MaastrichtU-IDS / translator-openpredict

🔮🐍 A package to help serve predictions of biomedical concepts associations as Translator Reasoner API
https://openpredict.semanticscience.org
MIT License
11 stars 6 forks source link

Drug-Target predictions are broken #58

Open CaseyTa opened 2 weeks ago

CaseyTa commented 2 weeks ago

Describe the problem

TRAPI queries for drug-target predictions do not return any results. Tested and reproducible in dev and all ITRB environments. Using the example query suggested in the documentation

{
    "message": {
        "query_graph": {
            "edges": {"e01": {"object": "n1", "predicates": ["biolink:interacts_with"], "subject": "n0"}},
            "nodes": {
                "n0": {
                    "categories": ["biolink:Drug"],
                    "ids": ["PUBCHEM.COMPOUND:5329102", "PUBCHEM.COMPOUND:4039", "CHEMBL.COMPOUND:CHEMBL1431"]},
                "n1": {
                    "categories": ["biolink:Protein"],
                    "ids": ["UniProtKB:O75251"]
                }
            }
        }
    },
    "query_options": {"max_score": 1, "min_score": 0.1, "n_results": 10}
}

ITRB cloudwatch logs show the following:

[2024-08-23 22:32:26 +0000] [81] [INFO] 🔮⏳️ Getting predictions for: ['PUBCHEM.COMPOUND:5329102', 'PUBCHEM.COMPOUND:4039', 'CHEMBL.COMPOUND:CHEMBL1431'] | []
[2024-08-23 22:32:26 +0000] [81] [ERROR] Error getting the predictions: [Errno 2] No such file or directory: 'models/drug_target.pkl'
dagshub[bot] commented 2 weeks ago

Join the discussion on DagsHub!

CaseyTa commented 2 weeks ago

I tried looking into this a bit.

In my dev environment, the /app/models directory does not have drug_target.pkl. As a test, I manually downloaded the file from github into my running container: wget https://github.com/MaastrichtU-IDS/predict-drug-target/raw/2f2d9aa1591f1181ba07a5fff69aeb112e4ec371/models/drug_target.pkl

Then the error message becomes

Check drugs in Vector DB, or get SMILES: 100%|██████████| 1/1 [00:00<00:00,  3.17it/s]
2024-08-24 15:45:11,514 INFO: [embeddings:compute_target_embedding] Retrieved 4962 targets
2024-08-24 15:45:14,171 ERROR: [trapi_parser:resolve_trapi_query] Error getting the predictions: 'Booster' object has no attribute 'predict_proba'

I loaded the pickle file manually and see that it's a xgboost.Booster object which doesn't have a predict_proba method, but has predict. I also see that when training the model, looks like it was evaluated using the predict function, so I changed predict_proba to predict. Now I get:

Check drugs in Vector DB, or get SMILES: 100%|██████████| 1/1 [00:00<00:00,  3.19it/s]
2024-08-24 15:51:47,257 INFO: [embeddings:compute_target_embedding] Retrieved 4962 targets
2024-08-24 15:51:49,890 ERROR: [trapi_parser:resolve_trapi_query] Error getting the predictions: ('Expecting data to be a DMatrix object, got: ', <class 'pandas.core.frame.DataFrame'>)

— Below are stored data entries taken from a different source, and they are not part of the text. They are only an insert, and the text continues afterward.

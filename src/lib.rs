//! hdcptest - exercise an HDCP driver end to end.
//!
//! This crate provides:
//! - The HDCP driver interface (`HdcpDriver`) and its port event callback.
//! - A test runner that creates a session, enables and verifies protection on
//!   every connected port, disables it again and tears the session down.
//! - A backend for the vendor HDCP SDK shared library and a scripted mock.
//!
//! Feature flags:
//! - `log`: route library diagnostics to the `log` crate.
//! - `sdk`: enable the SDK shared library backend.
//! - `cli`: enable the CLI binary helpers.

#[macro_use]
mod macros;

/// HDCP driver interface and event callback.
pub mod driver;
/// Common error types and Result alias.
pub mod error;
/// Scripted in-process driver.
pub mod mock;
/// Port records and enumeration snapshots.
pub mod port;
/// Test runner and run outcome.
pub mod runner;
/// Driver status codes, levels, port status and events.
pub mod status;

/// SDK shared library backend (feature: `sdk`).
#[cfg(feature = "sdk")]
pub mod sdk;

pub use driver::{HdcpDriver, PortEventHandler, SessionHandle};
pub use error::{Error, Result};
pub use runner::{Outcome, TestMode, TestRunner};
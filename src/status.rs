//! Driver status codes, protection levels, port status and port events.
//!
//! Numeric values match the HDCP SDK's C enums so they can cross the FFI
//! boundary unchanged and double as process exit codes.

use std::fmt;

/// Status code returned by every HDCP driver call.
#[derive(Debug, Clone, Copy, PartialEq, Eq, Hash)]
pub enum HdcpStatus {
    Successful,
    ErrorAlreadyCreated,
    ErrorInvalidParameter,
    /// No external display is connected.
    ErrorNoDisplay,
    ErrorRevokedDevice,
    ErrorSrmInvalid,
    ErrorInsufficientMemory,
    ErrorInternal,
    ErrorSrmNotRecent,
    ErrorSrmFileStorage,
    ErrorMaxDevicesExceeded,
    ErrorMaxDepthExceeded,
    ErrorMsgTransaction,
    /// A code this crate does not know about, kept verbatim.
    Unknown(u32),
}

impl HdcpStatus {
    /// Decode a raw driver status code.
    pub fn from_raw(code: u32) -> Self {
        match code {
            0 => HdcpStatus::Successful,
            1 => HdcpStatus::ErrorAlreadyCreated,
            2 => HdcpStatus::ErrorInvalidParameter,
            3 => HdcpStatus::ErrorNoDisplay,
            4 => HdcpStatus::ErrorRevokedDevice,
            5 => HdcpStatus::ErrorSrmInvalid,
            6 => HdcpStatus::ErrorInsufficientMemory,
            7 => HdcpStatus::ErrorInternal,
            8 => HdcpStatus::ErrorSrmNotRecent,
            9 => HdcpStatus::ErrorSrmFileStorage,
            10 => HdcpStatus::ErrorMaxDevicesExceeded,
            11 => HdcpStatus::ErrorMaxDepthExceeded,
            12 => HdcpStatus::ErrorMsgTransaction,
            other => HdcpStatus::Unknown(other),
        }
    }

    /// Raw driver status code.
    pub fn code(self) -> u32 {
        match self {
            HdcpStatus::Successful => 0,
            HdcpStatus::ErrorAlreadyCreated => 1,
            HdcpStatus::ErrorInvalidParameter => 2,
            HdcpStatus::ErrorNoDisplay => 3,
            HdcpStatus::ErrorRevokedDevice => 4,
            HdcpStatus::ErrorSrmInvalid => 5,
            HdcpStatus::ErrorInsufficientMemory => 6,
            HdcpStatus::ErrorInternal => 7,
            HdcpStatus::ErrorSrmNotRecent => 8,
            HdcpStatus::ErrorSrmFileStorage => 9,
            HdcpStatus::ErrorMaxDevicesExceeded => 10,
            HdcpStatus::ErrorMaxDepthExceeded => 11,
            HdcpStatus::ErrorMsgTransaction => 12,
            HdcpStatus::Unknown(code) => code,
        }
    }

    pub fn is_success(self) -> bool {
        self == HdcpStatus::Successful
    }

    /// Turn a raw code into `Ok(())` on success and `Err(status)` otherwise.
    pub fn check(code: u32) -> std::result::Result<(), HdcpStatus> {
        let status = HdcpStatus::from_raw(code);
        if status.is_success() {
            Ok(())
        } else {
            Err(status)
        }
    }

    /// Process exit code for this status.
    ///
    /// Codes that do not fit in a byte collapse to the internal error code.
    pub fn exit_code(self) -> u8 {
        u8::try_from(self.code()).unwrap_or(HdcpStatus::ErrorInternal.code() as u8)
    }
}

impl fmt::Display for HdcpStatus {
    fn fmt(&self, f: &mut fmt::Formatter<'_>) -> fmt::Result {
        // Drivers report plain numbers; keep them visible next to the name.
        match self {
            HdcpStatus::Unknown(code) => write!(f, "unknown status {}", code),
            status => write!(f, "{:?} ({})", status, status.code()),
        }
    }
}

/// Requested HDCP protection level.
#[derive(Debug, Clone, Copy, PartialEq, Eq, Hash)]
#[repr(u32)]
pub enum HdcpLevel {
    /// HDCP disabled.
    Level0 = 0,
    /// HDCP with the highest version the port supports.
    Level1 = 1,
    /// HDCP 2.2 with type 1 stream restriction.
    Level2 = 2,
}

impl HdcpLevel {
    pub fn is_enabled(self) -> bool {
        self != HdcpLevel::Level0
    }
}

impl From<HdcpLevel> for u32 {
    fn from(level: HdcpLevel) -> Self {
        level as u32
    }
}

bitflags::bitflags! {
    /// Port status bitmask reported by the driver.
    #[derive(Debug, Clone, Copy, PartialEq, Eq, Hash)]
    pub struct PortStatus: u32 {
        const CONNECTED = 0x1;
        const HDCP_TYPE0_ENABLED = 0x2;
        const HDCP_TYPE1_ENABLED = 0x4;
        const REPEATER_ATTACHED = 0x8;
    }
}

impl PortStatus {
    /// Nothing attached to the port.
    pub const DISCONNECTED: Self = Self::empty();
    /// Connected with HDCP type 0 protection on.
    pub const TYPE0_ENABLE: Self = Self::CONNECTED.union(Self::HDCP_TYPE0_ENABLED);
    /// Connected with HDCP type 1 protection on.
    pub const TYPE1_ENABLE: Self = Self::CONNECTED.union(Self::HDCP_TYPE1_ENABLED);

    /// Human readable label; only exact matches of the known states have one.
    pub fn label(self) -> &'static str {
        STATUS_LABELS
            .iter()
            .find(|(status, _)| *status == self)
            .map(|(_, label)| *label)
            .unwrap_or("UNKNOWN")
    }

    pub fn is_connected(self) -> bool {
        self.contains(Self::CONNECTED)
    }

    pub fn has_repeater(self) -> bool {
        self.contains(Self::REPEATER_ATTACHED)
    }
}

impl fmt::Display for PortStatus {
    fn fmt(&self, f: &mut fmt::Formatter<'_>) -> fmt::Result {
        f.write_str(self.label())
    }
}

const STATUS_LABELS: [(PortStatus, &str); 5] = [
    (PortStatus::CONNECTED, "Disabled/Connected"),
    (PortStatus::TYPE0_ENABLE, "Type0Enabled"),
    (PortStatus::TYPE1_ENABLE, "Type1Enabled"),
    (PortStatus::REPEATER_ATTACHED, "RepeaterAttached"),
    (PortStatus::DISCONNECTED, "Invalid/Disconnected"),
];

/// Asynchronous port event delivered through the status change callback.
#[derive(Debug, Clone, Copy, PartialEq, Eq, Hash)]
#[repr(u32)]
pub enum PortEvent {
    None = 0,
    PlugIn = 1,
    PlugOut = 2,
    LinkLost = 3,
}

impl PortEvent {
    /// Decode a raw event; unknown values read as [`PortEvent::None`].
    pub fn from_raw(value: u32) -> Self {
        match value {
            1 => PortEvent::PlugIn,
            2 => PortEvent::PlugOut,
            3 => PortEvent::LinkLost,
            _ => PortEvent::None,
        }
    }
}
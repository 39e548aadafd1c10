//! Port records and the enumeration snapshot.

use crate::status::PortStatus;

/// Maximum number of physical ports the driver reports.
pub const NUM_PHYSICAL_PORTS_MAX: usize = 5;

/// One physical display port.
#[derive(Debug, Clone, Copy, PartialEq, Eq)]
pub struct Port {
    pub id: u32,
    pub status: PortStatus,
}

impl Port {
    pub fn new(id: u32, status: PortStatus) -> Self {
        Self { id, status }
    }

    /// An unused table slot.
    pub const fn empty() -> Self {
        Self {
            id: 0,
            status: PortStatus::DISCONNECTED,
        }
    }

    pub fn is_connected(&self) -> bool {
        self.status.is_connected()
    }
}

impl Default for Port {
    fn default() -> Self {
        Self::empty()
    }
}

/// Snapshot of the driver's port table taken by one enumeration call.
///
/// The table has a fixed capacity; `count` is whatever the driver reported
/// and may exceed the capacity, which callers must treat as an error.
#[derive(Debug, Clone, PartialEq, Eq, Default)]
pub struct PortList {
    ports: [Port; NUM_PHYSICAL_PORTS_MAX],
    count: u32,
}

impl PortList {
    /// Build a snapshot from a raw table and reported count.
    pub fn from_raw(ports: [Port; NUM_PHYSICAL_PORTS_MAX], count: u32) -> Self {
        Self { ports, count }
    }

    /// Build a snapshot from a slice, truncated to the table capacity.
    ///
    /// The reported count is the slice length, so an oversized slice yields a
    /// list that fails [`PortList::exceeds_capacity`].
    pub fn from_ports(ports: &[Port]) -> Self {
        let mut table = [Port::empty(); NUM_PHYSICAL_PORTS_MAX];
        for (slot, port) in table.iter_mut().zip(ports) {
            *slot = *port;
        }
        Self {
            ports: table,
            count: u32::try_from(ports.len()).unwrap_or(u32::MAX),
        }
    }

    /// Port count as reported by the driver.
    pub fn count(&self) -> u32 {
        self.count
    }

    pub fn is_empty(&self) -> bool {
        self.count == 0
    }

    pub fn exceeds_capacity(&self) -> bool {
        self.count as usize > NUM_PHYSICAL_PORTS_MAX
    }

    /// Valid entries of the table, in enumeration order.
    pub fn ports(&self) -> &[Port] {
        let len = (self.count as usize).min(NUM_PHYSICAL_PORTS_MAX);
        &self.ports[..len]
    }

    /// Connected ports, in enumeration order.
    pub fn connected(&self) -> impl Iterator<Item = &Port> + '_ {
        self.ports().iter().filter(|port| port.is_connected())
    }
}
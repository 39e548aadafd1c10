//! HDCP SDK shared library backend.
//!
//! The SDK exports a small C API (`HDCPCreate`, `HDCPDestroy`,
//! `HDCPEnumerateDisplay`, `HDCPSetProtectionLevel`, `HDCPGetStatus`). The
//! library is opened at runtime so the crate builds and tests without it.

use std::collections::HashMap;
use std::ffi::{c_void, OsStr};
use std::panic::{catch_unwind, AssertUnwindSafe};
use std::sync::{Arc, Mutex, MutexGuard, PoisonError};

use libloading::{Library, Symbol};

use crate::driver::{DriverResult, HdcpDriver, PortEventHandler, SessionHandle};
use crate::error::Result;
use crate::port::{Port, PortList, NUM_PHYSICAL_PORTS_MAX};
use crate::status::{HdcpLevel, HdcpStatus, PortEvent, PortStatus};

/// Library opened when no path is configured.
pub const DEFAULT_LIBRARY: &str = "libhdcpsdk.so";

type Context = *mut c_void;

/// `CallBackFunction` from the SDK headers.
type CallBackFunction = unsafe extern "C" fn(u32, u32, u32, Context);

type HdcpCreateFn = unsafe extern "C" fn(*mut u32, CallBackFunction, Context) -> u32;
type HdcpDestroyFn = unsafe extern "C" fn(u32) -> u32;
type HdcpEnumerateDisplayFn = unsafe extern "C" fn(u32, *mut RawPortList) -> u32;
type HdcpSetProtectionLevelFn = unsafe extern "C" fn(u32, u32, u32) -> u32;
type HdcpGetStatusFn = unsafe extern "C" fn(u32, u32, *mut u32) -> u32;

/// `Port` as laid out by the SDK.
#[repr(C)]
#[derive(Debug, Clone, Copy, Default)]
pub(crate) struct RawPort {
    id: u32,
    status: u32,
}

/// `PortList` as laid out by the SDK.
#[repr(C)]
#[derive(Debug, Clone, Copy, Default)]
pub(crate) struct RawPortList {
    ports: [RawPort; NUM_PHYSICAL_PORTS_MAX],
    port_count: u32,
}

impl From<RawPortList> for PortList {
    fn from(raw: RawPortList) -> Self {
        let ports = raw
            .ports
            .map(|port| Port::new(port.id, PortStatus::from_bits_retain(port.status)));
        PortList::from_raw(ports, raw.port_count)
    }
}

struct SdkApi {
    create: HdcpCreateFn,
    destroy: HdcpDestroyFn,
    enumerate_display: HdcpEnumerateDisplayFn,
    set_protection_level: HdcpSetProtectionLevelFn,
    get_status: HdcpGetStatusFn,
}

impl SdkApi {
    /// Resolve every entry point up front so a partial SDK fails at load.
    fn resolve(library: &Library) -> Result<Self> {
        // SAFETY: the signatures match the SDK's exported C prototypes.
        unsafe {
            let create: Symbol<HdcpCreateFn> = library.get(b"HDCPCreate\0")?;
            let destroy: Symbol<HdcpDestroyFn> = library.get(b"HDCPDestroy\0")?;
            let enumerate_display: Symbol<HdcpEnumerateDisplayFn> =
                library.get(b"HDCPEnumerateDisplay\0")?;
            let set_protection_level: Symbol<HdcpSetProtectionLevelFn> =
                library.get(b"HDCPSetProtectionLevel\0")?;
            let get_status: Symbol<HdcpGetStatusFn> = library.get(b"HDCPGetStatus\0")?;

            Ok(Self {
                create: *create,
                destroy: *destroy,
                enumerate_display: *enumerate_display,
                set_protection_level: *set_protection_level,
                get_status: *get_status,
            })
        }
    }
}

/// Handler registered with the SDK, boxed so its address stays put.
type RegisteredHandler = Box<Arc<dyn PortEventHandler>>;

/// HDCP driver backed by the vendor SDK.
pub struct SdkDriver {
    api: SdkApi,
    handlers: Mutex<HashMap<u32, RegisteredHandler>>,
    // Function pointers in `api` are only valid while this is loaded.
    _library: Library,
}

impl SdkDriver {
    /// Open the SDK from the default library name.
    pub fn load() -> Result<Self> {
        Self::open(DEFAULT_LIBRARY)
    }

    /// Open the SDK from `path`.
    pub fn open(path: impl AsRef<OsStr>) -> Result<Self> {
        let path = path.as_ref();
        debug!("Loading HDCP SDK from {:?}", path);
        // SAFETY: loading runs the library's initialisers; the SDK has no
        // requirements beyond being loaded once per process.
        let library = unsafe { Library::new(path)? };
        let api = SdkApi::resolve(&library)?;
        Ok(Self::from_parts(library, api))
    }

    fn from_parts(library: Library, api: SdkApi) -> Self {
        Self {
            api,
            handlers: Mutex::new(HashMap::new()),
            _library: library,
        }
    }

    fn handlers(&self) -> MutexGuard<'_, HashMap<u32, RegisteredHandler>> {
        self.handlers.lock().unwrap_or_else(PoisonError::into_inner)
    }
}

impl HdcpDriver for SdkDriver {
    fn create(&self, handler: Arc<dyn PortEventHandler>) -> DriverResult<SessionHandle> {
        let registered: RegisteredHandler = Box::new(handler);
        let context = &*registered as *const Arc<dyn PortEventHandler> as Context;
        let mut handle = 0u32;

        // SAFETY: `handle` is a valid out pointer and `context` points into a
        // box that is kept in `handlers` until the session is destroyed.
        let code = unsafe { (self.api.create)(&mut handle, status_change, context) };
        HdcpStatus::check(code)?;

        self.handlers().insert(handle, registered);
        Ok(SessionHandle(handle))
    }

    fn destroy(&self, handle: SessionHandle) -> DriverResult<()> {
        // SAFETY: plain value call.
        let code = unsafe { (self.api.destroy)(handle.raw()) };
        let registered = self.handlers().remove(&handle.raw());
        match HdcpStatus::check(code) {
            // The driver stops calling back once destroy succeeds.
            Ok(()) => Ok(()),
            Err(status) => {
                // The session may still be live and holding the context.
                if let Some(registered) = registered {
                    warn!("Leaking event handler of undestroyed session {}", handle);
                    std::mem::forget(registered);
                }
                Err(status)
            }
        }
    }

    fn enumerate_display(&self, handle: SessionHandle) -> DriverResult<PortList> {
        let mut raw = RawPortList::default();
        // SAFETY: `raw` matches the SDK's `PortList` layout.
        let code = unsafe { (self.api.enumerate_display)(handle.raw(), &mut raw) };
        HdcpStatus::check(code)?;
        Ok(raw.into())
    }

    fn set_protection_level(
        &self,
        handle: SessionHandle,
        port_id: u32,
        level: HdcpLevel,
    ) -> DriverResult<()> {
        // SAFETY: plain value call.
        let code =
            unsafe { (self.api.set_protection_level)(handle.raw(), port_id, level.into()) };
        HdcpStatus::check(code)
    }

    fn get_status(&self, handle: SessionHandle, port_id: u32) -> DriverResult<PortStatus> {
        let mut status = 0u32;
        // SAFETY: `status` is a valid out pointer.
        let code = unsafe { (self.api.get_status)(handle.raw(), port_id, &mut status) };
        HdcpStatus::check(code)?;
        Ok(PortStatus::from_bits_retain(status))
    }
}

/// Status change trampoline handed to `HDCPCreate`.
unsafe extern "C" fn status_change(handle: u32, port_id: u32, event: u32, context: Context) {
    if context.is_null() {
        error!("hdcp context pointer is null");
        return;
    }

    // SAFETY: non-null contexts are the boxed handlers registered in
    // `SdkDriver::create`, alive until the matching destroy returns.
    let handler = unsafe { &*(context as *const Arc<dyn PortEventHandler>) };
    let delivered = catch_unwind(AssertUnwindSafe(|| {
        handler.on_port_event(SessionHandle(handle), port_id, PortEvent::from_raw(event));
    }));
    if delivered.is_err() {
        error!("Port event handler panicked on port {}", port_id);
    }
}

I then tried converting the DataFrame to DMatrix and got:

Check drugs in Vector DB, or get SMILES: 100%|██████████| 1/1 [00:00<00:00,  3.17it/s]
2024-08-24 16:10:59,814 INFO: [embeddings:compute_target_embedding] Retrieved 4962 targets
2024-08-24 16:11:02,804 ERROR: [trapi_parser:resolve_trapi_query] Error getting the predictions: name 'predicted' is not defined

I'm clearly going down a wrong path here. @micheldumontier Is anyone else available to continue troubleshooting?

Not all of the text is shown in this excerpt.